While Willie E. Calhoun was in the U.S. Air Force, he had been in several war zones and had witnessed the fear of death in his colleagues. His daughter Shaundrea was different. When she was diagnosed with terminal cancer and only given six months to live, Shaundrea displayed an unfathomable amount of courage.
As unexpected as his daughter’s cancer diagnosis was, Willie believes that his military service prepared him for what was to come next.
Willie speaks with his wife Patricia A. Calhoun and his daughter Cheresa L. Calhoun about the final stages of his daughter Shaundrea's life, and how he summoned the courage to become a minister after seeing his daughter's courage.
“I admired the courage that she showed as a young person; you know I had never seen courage like that before, to know that you are dying and not complain,” explained Willie.
Shaundrea found comfort in her faith. Willie recalls her quoting from the Bible, about how Job had suffered, and “she felt it was an honor and a privilege for her to suffer the way she was, suffering for the Lord.”
In addition to dealing with his daughter’s illness, he was debating whether or not to act on his calling for the ministry. The courage displayed by his daughter is what ultimately pushed him to make his announcement.
Willie remembered “when she showed the courage to go through what she went through, then I said 'I just need to have courage.' … And I did. She passed away in September 2004 and in July of 2005, I became a minister.”
After serving under another pastor for about seventeen years, Willie opened his own church based on Shaundrea's life and the courage that she displayed back then. He named that church “Courageous Faith.”
Recorded on Feb. 8, 2018, in San Antonio, Texas.
Cheresa L. Calhoun: So what about your latest venture with becoming a pastor? How does that relate to the military, your wife, and then losing Drea at [age] 23?
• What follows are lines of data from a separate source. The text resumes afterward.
#![allow(clippy::unwrap_used, reason = "Tests can panic")]

use cbind_ir::{EnumEntry, Signature, TypedefEntry};
use pretty_assertions::assert_eq;

use super::*;

struct Fixture {
    model: Model,
    point: DeclId,
    raw: DeclId,
    color: DeclId,
    size: DeclId,
    callback: DeclId,
    handle: DeclId,
    vec: DeclId,
    point_t: DeclId,
}

fn field(raw: &str, name: &str, ty: TypeRef) -> Field {
    Field {
        raw: raw.to_string(),
        name: name.to_string(),
        ty,
        ptr_tip: None,
        mem_tip: None,
    }
}

fn managed(fields: Vec<Field>) -> EntryKind {
    EntryKind::Struct(StructEntry {
        is_union: false,
        complete: true,
        fields,
        mem_tip: None,
    })
}

fn typedef(target: TypeRef) -> EntryKind {
    EntryKind::Typedef(TypedefEntry {
        target,
        ptr_tip: None,
    })
}

fn fixture() -> Fixture {
    let mut model = Model::new();
    let point = model.push(
        "struct foo_point",
        "foo_point",
        "FooPoint",
        None,
        managed(vec![
            field("x", "X", TypeRef::Scalar(Scalar::Int)),
            field("name", "Name", TypeRef::pointer(TypeRef::Scalar(Scalar::Char), true)),
        ]),
    );
    let raw = model.push(
        "struct foo_raw",
        "foo_raw",
        "FooRaw",
        None,
        EntryKind::Struct(StructEntry {
            is_union: false,
            complete: true,
            fields: Vec::new(),
            mem_tip: Some(MemoryTip::Raw),
        }),
    );
    let color = model.push(
        "enum foo_color",
        "foo_color",
        "FooColor",
        None,
        EntryKind::Enum(EnumEntry {
            named: true,
            underlying: Scalar::UInt,
            members: Vec::new(),
        }),
    );
    let size = model.push(
        "foo_size_t",
        "foo_size_t",
        "FooSize",
        None,
        typedef(TypeRef::Scalar(Scalar::SizeT)),
    );
    let callback = model.push(
        "foo_cb",
        "foo_cb",
        "FooCb",
        None,
        typedef(TypeRef::Func(Box::new(Signature {
            ret: TypeRef::Void,
            params: vec![TypeRef::Scalar(Scalar::Int)],
            variadic: false,
        }))),
    );
    let handle = model.push(
        "foo_handle",
        "foo_handle",
        "FooHandle",
        None,
        typedef(TypeRef::pointer(TypeRef::Decl(raw), false)),
    );
    let vec = model.push("struct foo_vec", "foo_vec_t", "FooVec", None, managed(Vec::new()));
    model.alias("foo_vec_t", vec);
    let point_t = model.push(
        "foo_point_t",
        "foo_point_t",
        "FooPointT",
        None,
        typedef(TypeRef::Decl(point)),
    );
    Fixture {
        model,
        point,
        raw,
        color,
        size,
        callback,
        handle,
        vec,
        point_t,
    }
}

fn ptr(to: TypeRef) -> TypeRef {
    TypeRef::pointer(to, false)
}

#[test]
fn scalars_cast_both_ways() {
    let f = fixture();
    let types = TypeMapper::new(&f.model);
    let conv = types.conv(&TypeRef::Scalar(Scalar::Int), None, None, Position::Param);
    assert_eq!(conv.go, "int32");
    assert_eq!(conv.cgo, "C.int");
    assert_eq!(conv.apply_to_c("n"), "C.int(n)");
    assert_eq!(conv.apply_from_c("__ret").unwrap(), "int32(__ret)");
    assert!(conv.needs.is_empty());
}

#[test]
fn char_pointers_become_strings() {
    let f = fixture();
    let types = TypeMapper::new(&f.model);
    let ty = TypeRef::pointer(TypeRef::Scalar(Scalar::Char), true);

    let param = types.conv(&ty, None, None, Position::Param);
    assert_eq!(param.go, "string");
    assert_eq!(param.cgo, "*C.char");
    assert_eq!(param.apply_to_c("name"), "unpackPCharString(name)");
    assert!(param.frees);
    assert_eq!(param.needs, vec![Need::CString]);

    let ret = types.conv(&ty, None, None, Position::Return);
    assert_eq!(ret.apply_from_c("__ret").unwrap(), "packPCharString(__ret)");
    assert!(!ret.frees);
}

#[test]
fn array_tips_shape_params_only() {
    let f = fixture();
    let types = TypeMapper::new(&f.model);
    let ty = ptr(TypeRef::Scalar(Scalar::Int));

    let param = types.conv(&ty, Some(PointerTip::Arr), None, Position::Param);
    assert_eq!(param.go, "[]int32");
    assert_eq!(param.apply_to_c("values"), "unpackArgSInt(values)");
    assert_eq!(
        param.needs,
        vec![Need::Slice {
            cgo_elem: "C.int".to_string(),
            go_elem: "int32".to_string(),
            managed: false,
        }]
    );
    assert_eq!(param.needs[0].helper_name(&f.model), "unpackArgSInt");

    // unknown length on the way back: presented as a pointer
    let ret = types.conv(&ty, Some(PointerTip::Arr), None, Position::Return);
    assert_eq!(ret.go, "*int32");
    assert_eq!(ret.apply_to_c("p"), "(*C.int)(unsafe.Pointer(p))");
    assert_eq!(ret.apply_from_c("__ret").unwrap(), "(*int32)(unsafe.Pointer(__ret))");
}

#[test]
fn managed_structs_convert_through_helpers() {
    let f = fixture();
    let types = TypeMapper::new(&f.model);

    let value = types.conv(&TypeRef::Decl(f.point), None, None, Position::Param);
    assert_eq!(value.go, "FooPoint");
    assert_eq!(value.cgo, "C.struct_foo_point");
    assert_eq!(value.apply_to_c("p"), "p.PassValue()");
    assert_eq!(value.apply_from_c("__ret").unwrap(), "NewFooPointFromC(__ret)");
    assert_eq!(value.needs, vec![Need::Struct(f.point)]);
    assert_eq!(value.needs[0].helper_name(&f.model), "struct FooPoint");

    let by_ref = types.conv(&ptr(TypeRef::Decl(f.point)), None, None, Position::Param);
    assert_eq!(by_ref.go, "*FooPoint");
    assert_eq!(
        by_ref.apply_to_c("p"),
        "(*C.struct_foo_point)(unsafe.Pointer(p.Ref()))"
    );
    assert_eq!(by_ref.apply_pack_back("p", "cp").unwrap(), "p.Deref()");

    let ret = types.conv(&ptr(TypeRef::Decl(f.point)), None, None, Position::Return);
    assert_eq!(
        ret.apply_from_c("__ret").unwrap(),
        "NewFooPointRef(unsafe.Pointer(__ret))"
    );
    assert_eq!(ret.pack_back, None);
}

#[test]
fn managed_struct_pointer_fields_stay_opaque() {
    let f = fixture();
    let types = TypeMapper::new(&f.model);
    let conv = types.conv(&ptr(TypeRef::Decl(f.point)), None, None, Position::Field);
    assert_eq!(conv.go, "unsafe.Pointer");
    assert_eq!(conv.apply_to_c("x.Next"), "(*C.struct_foo_point)(x.Next)");
    assert_eq!(conv.apply_from_c("ref.next").unwrap(), "unsafe.Pointer(ref.next)");
}

#[test]
fn managed_struct_slices_are_packed_back() {
    let f = fixture();
    let types = TypeMapper::new(&f.model);
    let conv = types.conv(
        &ptr(TypeRef::Decl(f.point)),
        Some(PointerTip::Arr),
        None,
        Position::Param,
    );
    assert_eq!(conv.go, "[]FooPoint");
    assert!(conv.frees);
    assert_eq!(
        conv.apply_to_c("pts"),
        "(*C.struct_foo_point)(unsafe.Pointer(unpackArgSStructFooPoint(pts)))"
    );
    assert_eq!(
        conv.apply_pack_back("pts", "cpts").unwrap(),
        "packSStructFooPoint(pts, (*C.struct_foo_point)(unsafe.Pointer(cpts)))"
    );
    assert_eq!(conv.needs.len(), 2);
    assert_eq!(conv.needs[1], Need::Struct(f.point));
}

#[test]
fn raw_memory_tip_keeps_the_cgo_type() {
    let f = fixture();
    let types = TypeMapper::new(&f.model);
    let mut data_raw = field("data_raw", "DataRaw", ptr(TypeRef::Scalar(Scalar::Char)));
    data_raw.mem_tip = Some(MemoryTip::Raw);
    let conv = types.field(&data_raw);
    assert_eq!(conv.go, "*C.char");
    assert_eq!(conv.apply_to_c("x.DataRaw"), "x.DataRaw");

    let data = field("data", "Data", ptr(TypeRef::Scalar(Scalar::Char)));
    assert_eq!(types.field(&data).go, "string");
}

#[test]
fn void_and_instance_pointers_are_opaque() {
    let f = fixture();
    let types = TypeMapper::new(&f.model);
    let void = types.conv(&ptr(TypeRef::Void), None, None, Position::Param);
    assert_eq!(void, Conv::identity("unsafe.Pointer"));

    let inst = types.conv(
        &ptr(TypeRef::Scalar(Scalar::Int)),
        Some(PointerTip::Inst),
        None,
        Position::Return,
    );
    assert_eq!(inst.go, "unsafe.Pointer");
    assert_eq!(inst.apply_to_c("p"), "(*C.int)(p)");
    assert_eq!(inst.apply_from_c("__ret").unwrap(), "unsafe.Pointer(__ret)");
}

#[test]
fn raw_structs_enums_and_handles() {
    let f = fixture();
    let types = TypeMapper::new(&f.model);

    let raw = types.conv(&TypeRef::Decl(f.raw), None, None, Position::Param);
    assert_eq!(raw.apply_to_c("r"), "C.struct_foo_raw(r)");
    assert_eq!(raw.apply_from_c("__ret").unwrap(), "FooRaw(__ret)");

    let color = types.conv(&TypeRef::Decl(f.color), None, None, Position::Param);
    assert_eq!(color.go, "FooColor");
    assert_eq!(color.apply_to_c("c"), "C.enum_foo_color(c)");

    let handle = types.conv(&TypeRef::Decl(f.handle), None, None, Position::Return);
    assert_eq!(handle.go, "FooHandle");
    assert_eq!(handle.apply_to_c("h"), "C.foo_handle(unsafe.Pointer(h))");
    assert_eq!(handle.apply_from_c("__ret").unwrap(), "FooHandle(unsafe.Pointer(__ret))");

    // raw structs share their layout, so pointers to them reinterpret
    let raw_ptr = types.conv(&ptr(TypeRef::Decl(f.raw)), None, None, Position::Param);
    assert_eq!(raw_ptr.go, "*FooRaw");
}

#[test]
fn typedefs_follow_their_target() {
    let f = fixture();
    let types = TypeMapper::new(&f.model);

    let size = types.conv(&TypeRef::Decl(f.size), None, None, Position::Param);
    assert_eq!(size.apply_to_c("n"), "C.foo_size_t(n)");
    assert_eq!(size.apply_from_c("__ret").unwrap(), "FooSize(__ret)");

    let alias = types.conv(&TypeRef::Decl(f.point_t), None, None, Position::Field);
    assert_eq!(alias.go, "FooPointT");
    assert_eq!(alias.cgo, "C.foo_point_t");
    assert_eq!(alias.apply_to_c("x.P"), "C.foo_point_t(x.P.PassValue())");
    assert_eq!(
        alias.apply_from_c("ref.p").unwrap(),
        "NewFooPointFromC(C.struct_foo_point(ref.p))"
    );
    assert_eq!(alias.needs, vec![Need::Struct(f.point)]);
}

#[test]
fn callbacks_pass_by_reference() {
    let f = fixture();
    let types = TypeMapper::new(&f.model);

    let param = types.conv(&TypeRef::Decl(f.callback), None, None, Position::Param);
    assert_eq!(param.go, "FooCb");
    assert_eq!(param.apply_to_c("cb"), "cb.PassRef()");
    assert_eq!(param.from_c, None);

    // no way back from a C function pointer
    let ret = types.conv(&TypeRef::Decl(f.callback), None, None, Position::Return);
    assert_eq!(ret.go, "unsafe.Pointer");
    assert_eq!(ret.apply_to_c("p"), "C.foo_cb(p)");
}

#[test]
fn fixed_arrays_reinterpret_in_place() {
    let f = fixture();
    let types = TypeMapper::new(&f.model);
    let conv = types.conv(
        &TypeRef::array(TypeRef::Scalar(Scalar::Int), Some(4)),
        None,
        None,
        Position::Field,
    );
    assert_eq!(conv.go, "[4]int32");
    assert_eq!(conv.cgo, "[4]C.int");
    assert_eq!(conv.apply_to_c("x.V"), "*(*[4]C.int)(unsafe.Pointer(&x.V))");
    assert_eq!(
        conv.apply_from_c("ref.v").unwrap(),
        "*(*[4]int32)(unsafe.Pointer(&ref.v))"
    );
}

#[test]
fn cgo_names_and_c_spellings() {
    let f = fixture();
    let types = TypeMapper::new(&f.model);
    assert_eq!(types.cgo_type(&TypeRef::Decl(f.vec)), "C.foo_vec_t");
    assert_eq!(types.cgo_type(&TypeRef::Decl(f.point)), "C.struct_foo_point");
    assert_eq!(
        types.cgo_type(&TypeRef::Unresolved("struct FILE".to_string())),
        "C.struct_FILE"
    );
    assert_eq!(
        types.c_spelling(&TypeRef::pointer(TypeRef::Decl(f.point), true)),
        "const struct foo_point *"
    );
    assert_eq!(types.c_spelling(&TypeRef::Decl(f.vec)), "foo_vec_t");
    assert_eq!(
        types.c_spelling(&TypeRef::Scalar(Scalar::ULongLong)),
        "unsigned long long"
    );
}

#[test]
fn identifiers() {
    assert_eq!(go_ident("type"), "type_");
    assert_eq!(go_ident("count"), "count");
    assert_eq!(go_ident(""), "_");
    assert_eq!(cgo_field("range"), "_range");
    assert_eq!(helper_suffix("C.struct_foo_point"), "StructFooPoint");
    assert_eq!(helper_suffix("C.uint8_t"), "Uint8T");
}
Willie E. Calhoun: I think the military training that I had prepared me for a lot of things. [It] prepared me for different situations, different environments. After losing my daughter, being in the military, and being in some warzones — [I saw] the fear that people had with the possibility of losing their lives. When I saw my daughter suffering from cancer, and the last eight days of her life there at home on hospice, the courage that she showed even when the doctor told her that her diagnosis was terminal [and] that they had given her only six months to live. But I admired the courage that she showed as a young person; you know I had never seen courage like that before, to know that you are dying and to not complain and to not murmur. And, for her to even use a scripture from the bible that talked about — the Book of Job — how Job had suffered and she felt it was an honor, and a privilege for her to suffer the way she was suffering for the Lord. So I thought that that was over the top, I couldn't even imagine having that kind of attitude myself. There were some things I was dealing with internally, during the time that she was sick and even before, about whether or not to make my calling know for the ministry. I knew it would take courage to do it because once you cross the line and say that you are then — I felt like, there is no turning back. You know, this is not a job you can quit on. So when she showed the courage to go through what she went through, then I said “I just need to have courage,” and then make the announcement known that I am going to go into the ministry. And I did. She passed away in September 2004 and in July of 2005, I became a minister. I went to school and I did all the things necessary to become an ordained Elder. After serving under another pastor for about seventeen years, then I stepped out on faith once again with the courage to start my own ministry. My own church, and based on Shaundrea's life and the courage that she displayed [back] then. I named that church “Courageous Faith.” Courage Faith Church. We have been there for almost three years now, and it has been a help to a lot of people.